I am a relatively healthy person. Up until last year I was also somewhat fit. However, in the last 15 months I’ve had two bouts of a persistent hacking cough that can only be described as relentless. Both times now it has led to fractured ribs. How can this happen? I’m pondering the ridiculousness of my situation as my choice to go to gym – my usual morning ritual – is once again taken out of my hands. Following another night of not being able to roll over in bed without grimacing or whining.
When times are tough – either for health or other reasons – we essentially need to work our way through the problem. Not with a ‘problem-solving’ attitude, but with a ‘problem-coping’ one. For all the things I am doing right, there is no ‘fix’. I think that is one of the greatest pitfalls of being a positive person – falling for the trap of thinking ‘tomorrow will be better if I tell myself it will be.’ Because tomorrow may not be better, or the day or week after that. The circumstances that are causing someone hardship are often defined by parameters that are simply not in one’s control. Yes, you might exacerbate a situation by doing something that counter’s recovery, but in my situation that is not true. Time may be the only thing that will bring about healing, and acceptance that I can’t control this variable.
Self-compassion is essential for this attitude to wellness. I used to measure success by setting a goal and achieving it. Simple. Failure meant not working hard enough, long enough or on the right inputs. My science brain was programmed to believe Inputs (Knowledge and Skills) X Time = Goals. But what if you could not control those inputs? Were you still a failure? Now I’ve ‘wised-up’ and realized my formula is wrong. It needs to accommodate for those pesky uncontrollables. The periods when your health might be screaming at you, or something has occurred that no amount of risk mitigation could have foreseen. I guess the formula needs to deduct for these factors. Plus, there needs to be an add-back for self-compassion. I truly believe that Goals + Self-compassion need to be on the right-hand-side of that equals sign. Inputs (K+S) – Uncontrollables = Goals plus Self-compassion. A goal is an external thing: the completion of a work contract, finishing writing the first draft of a book, conquering a half marathon. But self-compassion is also a product of what occurs along the journey toward a goal, and it is just as important as the goal itself. It is through being kind to ourselves, patient and every once in a while crying it out, that we are human. Some of us will scream and kick and swear at the uncontrollables. This is OK…if we tell ourselves it is temporary and we will not stop. Sure, we might not be able breathe without feeling like we are being knifed, or the entire first draft might disappear into the Cloud…whatever it is, but it will pass. There will be a new day tomorrow and the day after that and we have two choices. Let our thoughts be drowned out by how crap life is and that the deck of cards is stacked against us. Or just accept that is the way it is – for today. Tomorrow might be different, and it might not. But eventually there is change. Instead of riding my bike or hiking the hills I’ve had to settle for less.

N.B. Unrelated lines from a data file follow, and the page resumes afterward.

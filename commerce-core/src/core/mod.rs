//! Core Runtime
//!
//! Configuration, background task management, and the service handle
//! that wires them to the database.

pub mod config;
pub mod tasks;

pub use config::Config;
pub use tasks::{BackgroundTasks, TaskKind};

use crate::db::DbService;
use crate::db::repository::RepoResult;
use crate::vouchers::sweeper;

/// Running service: the database plus the background tasks that tend it.
/// Dropping it without calling [`CommerceCore::shutdown`] aborts the
/// tasks without a graceful stop.
pub struct CommerceCore {
    pub config: Config,
    pub db: DbService,
    tasks: BackgroundTasks,
}

impl CommerceCore {
    /// Open the database, run migrations, and start the reservation sweep
    pub async fn start(config: Config) -> RepoResult<Self> {
        let db = DbService::new(&config.db_path).await?;

        let mut tasks = BackgroundTasks::new();
        tasks.spawn(
            "reservation_sweep",
            TaskKind::Periodic,
            sweeper::run(
                db.pool().clone(),
                config.sweep_interval_secs,
                config.sweep_max_age_minutes,
                tasks.shutdown_token(),
            ),
        );

        Ok(Self { config, db, tasks })
    }

    pub fn pool(&self) -> &sqlx::SqlitePool {
        self.db.pool()
    }

    pub async fn shutdown(self) {
        self.tasks.shutdown().await;
    }
}
//! Database Module
//!
//! Handles the SQLite connection pool and migrations. Every
//! concurrency-sensitive write in this crate is a single conditional
//! UPDATE checked through `rows_affected()`; the pool settings here (WAL,
//! busy_timeout) are what make those statements safe to issue from many
//! request tasks at once.

pub mod repository;

use repository::{RepoError, RepoResult};
use sqlx::SqlitePool;
use sqlx::sqlite::{SqliteConnectOptions, SqliteJournalMode, SqlitePoolOptions, SqliteSynchronous};
use std::str::FromStr;

/// Database service — owns a SQLite connection pool
#[derive(Clone)]
pub struct DbService {
    pub pool: SqlitePool,
}

impl DbService {
    /// Create a new database service with WAL mode and run migrations
    pub async fn new(db_path: &str) -> RepoResult<Self> {
        let options = SqliteConnectOptions::from_str(&format!("sqlite:{db_path}"))
            .map_err(|e| RepoError::Database(format!("Invalid database path: {e}")))?
            .create_if_missing(true)
            .journal_mode(SqliteJournalMode::Wal)
            .synchronous(SqliteSynchronous::Normal)
            .pragma("foreign_keys", "ON");

        let pool = SqlitePoolOptions::new()
            .max_connections(5)
            .connect_with(options)
            .await
            .map_err(|e| RepoError::Database(format!("Failed to open database: {e}")))?;

        // busy_timeout: wait up to 5s on write contention instead of failing
        sqlx::query("PRAGMA busy_timeout = 5000;")
            .execute(&pool)
            .await
            .map_err(|e| RepoError::Database(format!("Failed to set busy_timeout: {e}")))?;

        tracing::info!("Database connection established (SQLite WAL, busy_timeout=5000ms)");

        sqlx::migrate!("./migrations")
            .run(&pool)
            .await
            .map_err(|e| RepoError::Database(format!("Failed to apply migrations: {e}")))?;
        tracing::info!("Database migrations applied");

        Ok(Self { pool })
    }

    pub fn pool(&self) -> &SqlitePool {
        &self.pool
    }
}

#[cfg(test)]
pub(crate) mod testing {
    use super::DbService;

    /// On-disk SQLite in a temp dir so concurrent pool connections see one
    /// database (a `:memory:` pool would give each connection its own).
    /// Keep the returned TempDir alive for the duration of the test.
    pub(crate) async fn temp_db() -> (DbService, tempfile::TempDir) {
        let dir = tempfile::tempdir().expect("create temp dir");
        let path = dir.path().join("core.db");
        let db = DbService::new(path.to_str().expect("utf-8 path"))
            .await
            .expect("open test database");
        (db, dir)
    }
}
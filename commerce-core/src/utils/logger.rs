//! Logging Infrastructure

use std::path::Path;

/// Initialize the logger with defaults
pub fn init_logger() {
    init_logger_with_file(None, None);
}

/// Initialize the logger, optionally writing daily files under `log_dir`
pub fn init_logger_with_file(log_level: Option<&str>, log_dir: Option<&str>) {
    let level = log_level.unwrap_or("info");

    let subscriber = tracing_subscriber::fmt()
        .with_max_level(level.parse().unwrap_or(tracing::Level::INFO))
        .with_file(false)
        .with_line_number(false)
        .with_thread_ids(false)
        .with_target(false);

    if let Some(dir) = log_dir {
        let log_path = Path::new(dir);
        if log_path.exists()
            && let Some(dir_str) = log_path.to_str()
        {
            let file_appender = tracing_appender::rolling::daily(dir_str, "commerce-core");
            subscriber.with_writer(file_appender).init();
            return;
        }
    }

    subscriber.init();
}
//! Order Lifecycle
//!
//! Creation snapshots prices, takes stock line by line, and consumes any
//! voucher reservation; every stock decrement already applied is
//! compensated when a later step fails. Transitions run through one
//! conditional update so a guard violation mutates nothing.

use crate::db::repository::{order, product, voucher, voucher_usage, RepoError};
use crate::vouchers::discount::{self, Recalculation};
use crate::vouchers::ledger::{self, CommitData, LedgerError};
use shared::models::{
    Order, OrderCreate, OrderItem, OrderStatus, OrderStatusEntry, PaymentStatus, UsageStatus,
};
use shared::util::order_number;
use shared::ErrorCode;
use sqlx::SqlitePool;
use thiserror::Error;

/// Who is asking for a transition. Everything except cancelling a
/// pending order is staff-only.
#[derive(Debug, Clone, Copy, PartialEq, Eq)]
pub enum ActorRole {
    Buyer,
    Staff,
}

#[derive(Debug, Clone)]
pub struct Actor {
    pub id: i64,
    pub name: Option<String>,
    pub role: ActorRole,
}

impl Actor {
    pub fn buyer(id: i64) -> Self {
        Self {
            id,
            name: None,
            role: ActorRole::Buyer,
        }
    }

    pub fn staff(id: i64, name: impl Into<String>) -> Self {
        Self {
            id,
            name: Some(name.into()),
            role: ActorRole::Staff,
        }
    }

    fn is_staff(&self) -> bool {
        self.role == ActorRole::Staff
    }
}

#[derive(Debug, Error)]
pub enum OrderError {
    #[error("Order {0} not found")]
    NotFound(i64),
    #[error("{0}")]
    Validation(String),
    #[error("Product {0} is unavailable")]
    ProductUnavailable(i64),
    #[error("Insufficient stock for product {0}")]
    InsufficientStock(i64),
    #[error("Cannot transition from {from:?} to {to:?}")]
    InvalidTransition { from: OrderStatus, to: OrderStatus },
    #[error("Order in status {0:?} cannot be cancelled")]
    NotCancellable(OrderStatus),
    #[error("Actor is not permitted to perform this transition")]
    PermissionDenied,
    #[error("Applied voucher is no longer valid: {0}")]
    VoucherInvalid(ErrorCode),
    #[error("Order was modified concurrently")]
    Conflict,
    #[error(transparent)]
    Ledger(#[from] LedgerError),
    #[error(transparent)]
    Storage(#[from] RepoError),
}

impl OrderError {
    pub fn error_code(&self) -> ErrorCode {
        match self {
            OrderError::NotFound(_) => ErrorCode::OrderNotFound,
            OrderError::Validation(_) => ErrorCode::ValidationFailed,
            OrderError::ProductUnavailable(_) => ErrorCode::NotFound,
            OrderError::InsufficientStock(_) => ErrorCode::InsufficientStock,
            OrderError::InvalidTransition { .. } => ErrorCode::InvalidTransition,
            OrderError::NotCancellable(_) => ErrorCode::NotCancellable,
            OrderError::PermissionDenied => ErrorCode::PermissionDenied,
            OrderError::VoucherInvalid(code) => *code,
            OrderError::Conflict => ErrorCode::ConcurrencyError,
            OrderError::Ledger(e) => e.error_code(),
            OrderError::Storage(_) => ErrorCode::DatabaseError,
        }
    }
}

pub type OrderResult<T> = Result<T, OrderError>;

/// Which transitions the state machine admits. CANCELLED is reachable
/// only from PENDING, and RETURNED only through the return lifecycle.
fn allowed(from: OrderStatus, to: OrderStatus) -> bool {
    use OrderStatus::*;
    matches!(
        (from, to),
        (Pending, Confirmed)
            | (Pending, Processing)
            | (Pending, Shipping)
            | (Pending, Delivered)
            | (Pending, Cancelled)
            | (Confirmed, Processing)
            | (Confirmed, Shipping)
            | (Confirmed, Delivered)
            | (Processing, Shipping)
            | (Processing, Delivered)
            | (Shipping, Delivered)
    )
}

/// Create a PENDING order.
///
/// Prices come from the catalog at this moment and are frozen into the
/// line items. Stock is taken per line with an atomic guard; on any
/// failure the lines already taken are restored. A voucher reservation,
/// if present, is committed last — if that fails the order is cancelled
/// and stock returned, because capacity was lost to a sweep or rollback.
pub async fn create(pool: &SqlitePool, data: OrderCreate, actor: &Actor) -> OrderResult<Order> {
    if data.lines.is_empty() {
        return Err(OrderError::Validation("Order has no line items".into()));
    }
    for line in &data.lines {
        if line.quantity <= 0 {
            return Err(OrderError::Validation(format!(
                "Invalid quantity {} for product {}",
                line.quantity, line.product_id
            )));
        }
    }

    // Price snapshot
    let mut items = Vec::with_capacity(data.lines.len());
    for line in &data.lines {
        let Some(p) = product::find_by_id(pool, line.product_id).await? else {
            return Err(OrderError::ProductUnavailable(line.product_id));
        };
        if !p.is_active {
            return Err(OrderError::ProductUnavailable(line.product_id));
        }
        items.push(OrderItem {
            product_id: p.id,
            name: p.name,
            price: p.price,
            quantity: line.quantity,
            line_total: p.price * line.quantity,
        });
    }
    let subtotal: i64 = items.iter().map(|i| i.line_total).sum();

    // Resolve the applied voucher against the actual totals. The preview
    // was computed at cart stage; the cart may have changed since.
    let mut discount_amount = 0;
    let mut reservation = None;
    if let Some(usage_id) = data.voucher_usage_id {
        let Some(usage) = voucher_usage::find_by_id(pool, usage_id).await? else {
            return Err(OrderError::Ledger(LedgerError::UsageNotFound(usage_id)));
        };
        if usage.status.is_terminal() {
            return Err(OrderError::Ledger(LedgerError::AlreadyTerminal(usage_id)));
        }
        if usage.status != UsageStatus::Pending {
            return Err(OrderError::Ledger(LedgerError::AlreadyCommitted(usage_id)));
        }
        let v = voucher::find_by_id(pool, usage.voucher_id)
            .await?
            .ok_or(OrderError::Ledger(LedgerError::NotFound))?;
        match discount::recalculate(&v, subtotal, data.shipping_fee) {
            Recalculation::Valid(breakdown) => discount_amount = breakdown.discount_amount,
            Recalculation::Invalid { code } => return Err(OrderError::VoucherInvalid(code)),
        }
        reservation = Some(usage_id);
    }

    // Take stock line by line, compensating on failure
    let mut taken: Vec<&OrderItem> = Vec::new();
    for item in &items {
        if !product::take_stock(pool, item.product_id, item.quantity).await? {
            restore_lines(pool, &taken).await;
            return Err(OrderError::InsufficientStock(item.product_id));
        }
        taken.push(item);
    }

    let insert = order::OrderInsert {
        order_number: order_number(),
        user_id: data.user_id,
        items: items.clone(),
        shipping_address: data.shipping_address,
        payment_method: data.payment_method,
        payment_transaction_id: data.payment_transaction_id,
        subtotal,
        shipping_fee: data.shipping_fee,
        discount_amount,
    };
    let created = match order::insert(pool, insert, actor.id).await {
        Ok(o) => o,
        Err(e) => {
            restore_lines(pool, &taken).await;
            return Err(e.into());
        }
    };

    if let Some(usage_id) = reservation {
        let commit = CommitData {
            order_id: created.id,
            order_number: created.order_number.clone(),
            discount_amount,
            order_amount: subtotal,
            final_amount: created.total_amount,
        };
        if let Err(e) = ledger::commit(pool, usage_id, &commit).await {
            // Reservation was lost (swept or rolled back) after checkout
            // validated it; the order cannot keep its discount.
            restore_lines(pool, &taken).await;
            let cancelled = order::transition(
                pool,
                created.id,
                OrderStatus::Pending,
                OrderStatus::Cancelled,
                Some("Voucher reservation was no longer available"),
                actor.id,
                actor.name.as_deref(),
            )
            .await;
            if let Err(cancel_err) = cancelled {
                tracing::error!(
                    order_id = created.id,
                    error = %cancel_err,
                    "Failed to cancel order after voucher commit failure"
                );
            }
            return Err(e.into());
        }
    }

    tracing::info!(
        order_id = created.id,
        order_number = %created.order_number,
        user_id = created.user_id,
        total = created.total_amount,
        "Order created"
    );
    Ok(created)
}

async fn restore_lines(pool: &SqlitePool, taken: &[&OrderItem]) {
    for item in taken {
        if let Err(e) = product::restore_stock(pool, item.product_id, item.quantity).await {
            tracing::error!(
                product_id = item.product_id,
                quantity = item.quantity,
                error = %e,
                "Failed to restore stock while compensating a failed order"
            );
        }
    }
}

/// Staff-driven forward transition. RETURNED is rejected here (only the
/// return lifecycle may set it), and so is CANCELLED — cancellation
/// goes through `cancel`, which also restores stock and releases any
/// voucher reservation.
pub async fn transition(
    pool: &SqlitePool,
    order_id: i64,
    to: OrderStatus,
    note: Option<&str>,
    actor: &Actor,
) -> OrderResult<Order> {
    if !actor.is_staff() {
        return Err(OrderError::PermissionDenied);
    }
    let current = order::find_by_id(pool, order_id)
        .await?
        .ok_or(OrderError::NotFound(order_id))?;

    if matches!(to, OrderStatus::Returned | OrderStatus::Cancelled) || !allowed(current.status, to)
    {
        return Err(OrderError::InvalidTransition {
            from: current.status,
            to,
        });
    }

    if !order::transition(
        pool,
        order_id,
        current.status,
        to,
        note,
        actor.id,
        actor.name.as_deref(),
    )
    .await?
    {
        // Someone moved the order between our read and the update
        return Err(OrderError::Conflict);
    }

    tracing::info!(order_id, from = ?current.status, to = ?to, "Order transitioned");
    order::find_by_id(pool, order_id)
        .await?
        .ok_or(OrderError::NotFound(order_id))
}

/// Cancel a PENDING order: conditional status flip first (the atomic
/// guard), then stock restoration and voucher rollback. A buyer may only
/// cancel their own order.
pub async fn cancel(pool: &SqlitePool, order_id: i64, actor: &Actor) -> OrderResult<Order> {
    let current = order::find_by_id(pool, order_id)
        .await?
        .ok_or(OrderError::NotFound(order_id))?;

    if !actor.is_staff() && actor.id != current.user_id {
        return Err(OrderError::PermissionDenied);
    }
    if current.status != OrderStatus::Pending {
        return Err(OrderError::NotCancellable(current.status));
    }

    if !order::transition(
        pool,
        order_id,
        OrderStatus::Pending,
        OrderStatus::Cancelled,
        Some("Order cancelled"),
        actor.id,
        actor.name.as_deref(),
    )
    .await?
    {
        // Raced with a confirm or another cancel; re-read to report why
        let now = order::find_by_id(pool, order_id)
            .await?
            .ok_or(OrderError::NotFound(order_id))?;
        return Err(OrderError::NotCancellable(now.status));
    }

    for item in &current.items {
        product::restore_stock(pool, item.product_id, item.quantity).await?;
    }
    ledger::rollback_by_order(pool, order_id, UsageStatus::Cancelled).await?;

    tracing::info!(order_id, "Order cancelled");
    order::find_by_id(pool, order_id)
        .await?
        .ok_or(OrderError::NotFound(order_id))
}

/// Record the payment outcome delivered by the gateway collaborator
pub async fn record_payment(
    pool: &SqlitePool,
    order_id: i64,
    status: PaymentStatus,
) -> OrderResult<()> {
    if !order::set_payment_status(pool, order_id, status).await? {
        return Err(OrderError::NotFound(order_id));
    }
    Ok(())
}

pub async fn get(pool: &SqlitePool, order_id: i64) -> OrderResult<Order> {
    order::find_by_id(pool, order_id)
        .await?
        .ok_or(OrderError::NotFound(order_id))
}

pub async fn list_for_user(pool: &SqlitePool, user_id: i64) -> OrderResult<Vec<Order>> {
    Ok(order::find_by_user(pool, user_id).await?)
}

pub async fn history(pool: &SqlitePool, order_id: i64) -> OrderResult<Vec<OrderStatusEntry>> {
    Ok(order::history(pool, order_id).await?)
}
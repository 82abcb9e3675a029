//! Return Request Model

use serde::{Deserialize, Serialize};

/// Return request status
#[derive(Debug, Clone, Copy, Serialize, Deserialize, PartialEq, Eq)]
#[serde(rename_all = "SCREAMING_SNAKE_CASE")]
#[cfg_attr(feature = "db", derive(sqlx::Type))]
#[cfg_attr(feature = "db", sqlx(rename_all = "SCREAMING_SNAKE_CASE"))]
pub enum ReturnStatus {
    Pending,
    Approved,
    Rejected,
    Processing,
    Completed,
    Cancelled,
}

impl ReturnStatus {
    /// Terminal requests never change again
    pub fn is_terminal(&self) -> bool {
        matches!(
            self,
            ReturnStatus::Rejected | ReturnStatus::Completed | ReturnStatus::Cancelled
        )
    }
}

/// Refund progress for a return request
#[derive(Debug, Clone, Copy, Serialize, Deserialize, PartialEq, Eq)]
#[serde(rename_all = "SCREAMING_SNAKE_CASE")]
#[cfg_attr(feature = "db", derive(sqlx::Type))]
#[cfg_attr(feature = "db", sqlx(rename_all = "SCREAMING_SNAKE_CASE"))]
pub enum RefundStatus {
    Pending,
    Processing,
    Refunded,
}

/// Reason a buyer gives for returning an item
#[derive(Debug, Clone, Copy, Serialize, Deserialize, PartialEq, Eq)]
#[serde(rename_all = "SCREAMING_SNAKE_CASE")]
#[cfg_attr(feature = "db", derive(sqlx::Type))]
#[cfg_attr(feature = "db", sqlx(rename_all = "SCREAMING_SNAKE_CASE"))]
pub enum ReturnReason {
    Defective,
    WrongItem,
    NotAsDescribed,
    ChangedMind,
    Damaged,
    Other,
}

/// Return line — quantity must not exceed the purchased quantity
#[derive(Debug, Clone, Serialize, Deserialize)]
pub struct ReturnLine {
    pub product_id: i64,
    pub name: String,
    pub quantity: i64,
    /// Unit price snapshot copied from the order line
    pub unit_price: i64,
    pub reason: ReturnReason,
}

/// Refund breakdown, frozen at request creation and never recomputed.
/// Every intermediate term is persisted for audit and display.
#[derive(Debug, Clone, Serialize, Deserialize)]
pub struct RefundBreakdown {
    pub order_quantity: i64,
    pub returned_quantity: i64,
    /// returned_quantity / order_quantity
    pub return_ratio: f64,
    /// Sum of returned line subtotals (currency units)
    pub returned_lines_subtotal: i64,
    /// Share of the order discount attributed to the returned lines
    pub proportional_discount: i64,
    /// Partial-return shipping penalty (0 for a full return)
    pub shipping_deduction: i64,
    pub restocking_fee: i64,
    /// Treated as a full return (no shipping clawback)
    pub full_return: bool,
    /// max(0, subtotal + proportional_discount - shipping_deduction - restocking_fee)
    pub total_refund: i64,
}

/// Return request entity
#[derive(Debug, Clone, Serialize, Deserialize)]
#[cfg_attr(feature = "db", derive(sqlx::FromRow))]
pub struct ReturnRequest {
    pub id: i64,
    pub order_id: i64,
    /// Order number snapshot for display and log lines
    pub order_number: String,
    pub user_id: i64,
    #[cfg_attr(feature = "db", sqlx(json))]
    pub lines: Vec<ReturnLine>,
    /// Primary reason; individual lines may carry their own
    pub reason: ReturnReason,
    pub description: Option<String>,
    #[cfg_attr(feature = "db", sqlx(json))]
    pub refund: RefundBreakdown,
    /// Copy of `refund.total_refund`, kept as a column for queries
    pub refund_amount: i64,
    pub status: ReturnStatus,
    pub refund_status: RefundStatus,
    /// Set when support approves or rejects the request
    pub resolution_note: Option<String>,
    pub created_at: i64,
    pub updated_at: i64,
}

/// Return line input from the buyer
#[derive(Debug, Clone, Serialize, Deserialize)]
pub struct ReturnLineInput {
    pub product_id: i64,
    pub quantity: i64,
    pub reason: ReturnReason,
}

/// Create return request payload
#[derive(Debug, Clone, Serialize, Deserialize)]
pub struct ReturnRequestCreate {
    pub order_id: i64,
    pub user_id: i64,
    pub lines: Vec<ReturnLineInput>,
    pub reason: ReturnReason,
    pub description: Option<String>,
}
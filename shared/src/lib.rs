//! Shared types for the checkout transactional core
//!
//! Persisted data shapes (vouchers, usage records, orders, return requests,
//! products), the unified error code taxonomy, and small utilities used by
//! every crate that talks to the core.

pub mod error;
pub mod models;
pub mod util;

// Re-exports
pub use error::{ErrorCategory, ErrorCode};
pub use serde::{Deserialize, Serialize};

The image is of the most magnificent cinema just down the road from me. On Saturday night I went to see The Big Bike Film and quite a few of the short-films in the set of nine, focused on the principle of accepting what happened today, but not letting it define your tomorrow.
If one of the things that occurs as the result of hard-work, overcoming challenge and preserving is the achievement of goals. Then the other thing that goes with it – if you let it – is arriving at a point of having self-compassion. Not declaring yourself as resilient (because that’s a by-product if you ask me). Self-compassion is accepting the events that surround you and still loving yourself. It’s hard I know – but it’s a damn lot better than drowning in thoughts of how not-good-enough you feel. Don’t do it – I’m not!
My mathematical brain likes the way you think! There's something about the manner in which wisdom quietly comes in and delicately probes at previously unexamined or unchallenged knowledge and improves upon it that appeals to me. It's respectful AND it's helpful!
I'm so sorry to know just how incessantly unforgiving that cough has been. The trail will be waiting for you but not a moment earlier than you are ready for it!